It is the trust's certificate of incorporation, which is also part of the Football Leaks documents, that provides the most important clue: The foundation's beneficiaries according to the certificate are “Mourinho's current wife and his children.” A further document in the data hints at who the stash held by Koper belongs to. Koper account statements from 31 December 2013 indicates that the firm owes Jose Mourinho 11,979,657 Euro, the document notes. Owes? That was apparently the trick: Mourinho trusted his marketing revenues – more than 11 million Euro – to Koper.
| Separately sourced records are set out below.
//! Application layer: Use cases and services.
//!
//! This module orchestrates domain logic with ports to implement
//! the prediction workflow.

mod calculator;
mod invoker;

pub use calculator::RiskCalculator;
pub use invoker::{
    check_signature, positive_probability, InferenceError, InferenceInvoker, InvokerState,
    ModelLoadError,
};

#[cfg(test)]
pub(crate) use invoker::tests::MockEngine;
Officially, the money didn't belong to him, but it stayed in his family, within his reach – essentially untouched in Koper accounts in Switzerland.
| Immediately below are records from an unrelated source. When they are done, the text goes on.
//! Field schema for the UPROR risk model.
//!
//! The schema is the single registry consulted by validation, encoding and the
//! form view. It is built once on first use and never mutated afterwards.
//!
//! Categorical option order is the one-hot index order used at training time
//! (the training encoder sorted categories alphabetically). Reordering options
//! silently changes predictions.

use std::sync::OnceLock;

use serde::Serialize;

/// Errors raised by schema lookups.
#[derive(Debug, Clone, PartialEq, Eq, thiserror::Error)]
pub enum SchemaError {
    #[error("Unknown field: {0}")]
    UnknownField(String),
}

/// Kind of a form field.
#[derive(Debug, Clone, PartialEq, Eq, Serialize)]
pub enum FieldKind {
    /// Free numeric input. `unit` is display-only.
    Continuous { unit: &'static str },
    /// Closed choice. Options are distinct, non-empty and ordered.
    Categorical { options: &'static [&'static str] },
}

/// Static description of one input field.
#[derive(Debug, Clone, PartialEq, Eq, Serialize)]
pub struct FieldDescriptor {
    pub key: &'static str,
    pub label: &'static str,
    pub kind: FieldKind,
}

impl FieldDescriptor {
    const fn continuous(key: &'static str, label: &'static str, unit: &'static str) -> Self {
        Self {
            key,
            label,
            kind: FieldKind::Continuous { unit },
        }
    }

    const fn categorical(
        key: &'static str,
        label: &'static str,
        options: &'static [&'static str],
    ) -> Self {
        Self {
            key,
            label,
            kind: FieldKind::Categorical { options },
        }
    }

    #[must_use]
    pub fn is_continuous(&self) -> bool {
        matches!(self.kind, FieldKind::Continuous { .. })
    }

    /// Options of a categorical field; empty for continuous fields.
    #[must_use]
    pub fn options(&self) -> &'static [&'static str] {
        match self.kind {
            FieldKind::Categorical { options } => options,
            FieldKind::Continuous { .. } => &[],
        }
    }

    /// Unit label of a continuous field.
    #[must_use]
    pub fn unit(&self) -> Option<&'static str> {
        match self.kind {
            FieldKind::Continuous { unit } => Some(unit),
            FieldKind::Categorical { .. } => None,
        }
    }
}

/// Number of fields the model was trained on.
pub const FIELD_COUNT: usize = 13;

static FIELDS: [FieldDescriptor; FIELD_COUNT] = [
    FieldDescriptor::continuous("age_at_insertion", "Age at Insertion", "years"),
    FieldDescriptor::continuous("height_pre", "Height", "cm"),
    FieldDescriptor::continuous("weight_pre", "Weight", "kg"),
    FieldDescriptor::categorical(
        "eos_type",
        "EOS Etiology",
        &["Congenital", "Idiopathic", "Neuromuscular", "Syndromic"],
    ),
    FieldDescriptor::categorical(
        "amb_status_preop",
        "Ambulatory Status",
        &["Ambulatory", "Non-ambulatory"],
    ),
    FieldDescriptor::continuous("major_cobb_angle_pre", "Major Cobb Angle", "°"),
    FieldDescriptor::continuous("minor_cobb_angle_pre", "Minor Cobb Angle", "°"),
    FieldDescriptor::continuous("kyphosis_pre", "Kyphosis", "°"),
    FieldDescriptor::categorical(
        "construct_type_initial",
        "Construct Type",
        &["MCGR", "TGR", "VEPTR"],
    ),
    FieldDescriptor::categorical(
        "construct_side_initial",
        "Construct Side",
        &["Bilateral", "Unilateral"],
    ),
    FieldDescriptor::categorical(
        "superior_attach_initial",
        "Superior Attachment",
        &["Rib", "Spine"],
    ),
    FieldDescriptor::continuous(
        "num_superior_anchors_initial",
        "Superior Anchors",
        "anchors",
    ),
    FieldDescriptor::categorical(
        "inferior_attach_initial",
        "Inferior Attachment",
        &["Pelvis", "Spine"],
    ),
];

/// Display sections. Layout only; encoding ignores grouping.
static GROUPS: [(&str, &[&str]); 3] = [
    (
        "Patient Demographics",
        &[
            "age_at_insertion",
            "height_pre",
            "weight_pre",
            "eos_type",
            "amb_status_preop",
        ],
    ),
    (
        "Preoperative Radiographs",
        &["major_cobb_angle_pre", "minor_cobb_angle_pre", "kyphosis_pre"],
    ),
    (
        "Initial Construct",
        &[
            "construct_type_initial",
            "construct_side_initial",
            "superior_attach_initial",
            "num_superior_anchors_initial",
            "inferior_attach_initial",
        ],
    ),
];

/// Process-wide field registry.
#[derive(Debug)]
pub struct FieldSchema {
    fields: &'static [FieldDescriptor],
}

static SCHEMA: OnceLock<FieldSchema> = OnceLock::new();

impl FieldSchema {
    /// The global schema.
    pub fn global() -> &'static FieldSchema {
        SCHEMA.get_or_init(|| {
            let schema = FieldSchema { fields: &FIELDS };
            debug_assert!(schema.check_invariants().is_ok());
            schema
        })
    }

    /// Look up a field by key.
    ///
    /// # Errors
    /// Returns `SchemaError::UnknownField` if the key is not part of the schema.
    pub fn describe(&self, key: &str) -> Result<&FieldDescriptor, SchemaError> {
        self.fields
            .iter()
            .find(|f| f.key == key)
            .ok_or_else(|| SchemaError::UnknownField(key.to_string()))
    }

    /// Descriptors in declaration order.
    pub fn fields(&self) -> impl Iterator<Item = &FieldDescriptor> {
        self.fields.iter()
    }

    /// Field keys in declaration order.
    pub fn keys(&self) -> impl Iterator<Item = &'static str> + '_ {
        self.fields.iter().map(|f| f.key)
    }

    #[must_use]
    pub fn len(&self) -> usize {
        self.fields.len()
    }

    #[must_use]
    pub fn is_empty(&self) -> bool {
        self.fields.is_empty()
    }

    /// Ordered display sections, each with its ordered field keys.
    #[must_use]
    pub fn grouped_keys(&self) -> &'static [(&'static str, &'static [&'static str])] {
        &GROUPS
    }

    fn check_invariants(&self) -> Result<(), String> {
        let mut seen = std::collections::BTreeSet::new();
        for field in self.fields {
            if !seen.insert(field.key) {
                return Err(format!("duplicate key {}", field.key));
            }
            if let FieldKind::Categorical { options } = field.kind {
                if options.is_empty() {
                    return Err(format!("{} has no options", field.key));
                }
                let distinct: std::collections::BTreeSet<_> = options.iter().collect();
                if distinct.len() != options.len() {
                    return Err(format!("{} has duplicate options", field.key));
                }
            }
        }

        let grouped: Vec<&str> = GROUPS.iter().flat_map(|(_, keys)| keys.iter().copied()).collect();
        if grouped.len() != self.fields.len() {
            return Err("grouping does not cover every field exactly once".into());
        }
        for key in grouped {
            if !seen.remove(key) {
                return Err(format!("grouping lists {key} twice or it is unknown"));
            }
        }
        Ok(())
    }
}

/// Shorthand for `FieldSchema::global().describe(key)`.
///
/// # Errors
/// Returns `SchemaError::UnknownField` if the key is not part of the schema.
pub fn describe(key: &str) -> Result<&'static FieldDescriptor, SchemaError> {
    FieldSchema::global().describe(key)
}

/// Shorthand for `FieldSchema::global().grouped_keys()`.
#[must_use]
pub fn grouped_keys() -> &'static [(&'static str, &'static [&'static str])] {
    FieldSchema::global().grouped_keys()
}

#[cfg(test)]
mod tests {
    use super::*;

    #[test]
    fn test_schema_has_thirteen_unique_fields() {
        let schema = FieldSchema::global();
        assert_eq!(schema.len(), FIELD_COUNT);
        assert!(schema.check_invariants().is_ok());
    }

    #[test]
    fn test_describe_known_and_unknown() {
        let eos = describe("eos_type").expect("eos_type exists");
        assert_eq!(
            eos.options(),
            &["Congenital", "Idiopathic", "Neuromuscular", "Syndromic"]
        );
        assert!(eos.unit().is_none());

        let height = describe("height_pre").expect("height_pre exists");
        assert!(height.is_continuous());
        assert_eq!(height.unit(), Some("cm"));

        assert_eq!(
            describe("bmi").unwrap_err(),
            SchemaError::UnknownField("bmi".into())
        );
    }

    #[test]
    fn test_grouping_covers_every_key_once() {
        let schema = FieldSchema::global();
        let mut grouped: Vec<&str> = grouped_keys()
            .iter()
            .flat_map(|(_, keys)| keys.iter().copied())
            .collect();
        let mut keys: Vec<&str> = schema.keys().collect();
        grouped.sort_unstable();
        keys.sort_unstable();
        assert_eq!(grouped, keys);
        assert_eq!(grouped_keys()[0].0, "Patient Demographics");
    }
}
Things only became particularly uncomfortable for Mourinho after he transferred to Real Madrid in 2010 and then back for another stint at Chelsea in mid-2013. In July 2014, Spanish authorities began digging into the years Mourinho spent in Madrid and into his network of companies. The club had consistently withheld 10 per cent of each payment to Koper and forwarded it on to the tax office in accordance with the law. But most of the football manager's other marketing partners sent their payments to Ireland without withholding anything at all. From there, Mourinho's money – minus the standard commissions owed to MIM and Polaris – was sent to the zero-tax paradise of the British Virgin Islands.
The football manager never submitted a Spanish tax declaration for his image rights revenues. As early as June 2013, Julio Senn, partner at the tax accounting firm Senn Ferrero, began realizing that things wouldn't end well. Senn, who was once director general of Real Madrid and is today the most sought after attorney for football players with tax problems in Spain, spoke with a coworker who had been involved in Lionel Messi's tax case. The Barcelona star had based his image-rights company in Uruguay. Senn then wrote to a tax expert named Carlos Osorio, who advised Mendes, saying that it looked as though Spanish tax officials had settled upon a strategy. Only in cases where the image-rights companies belonging to football players had real personnel and real offices were they left alone. Otherwise, Senn wrote, revenues were being seen as part of a player's normal salary. And had to be taxed as such. For Mendes' clients, it was terrible news.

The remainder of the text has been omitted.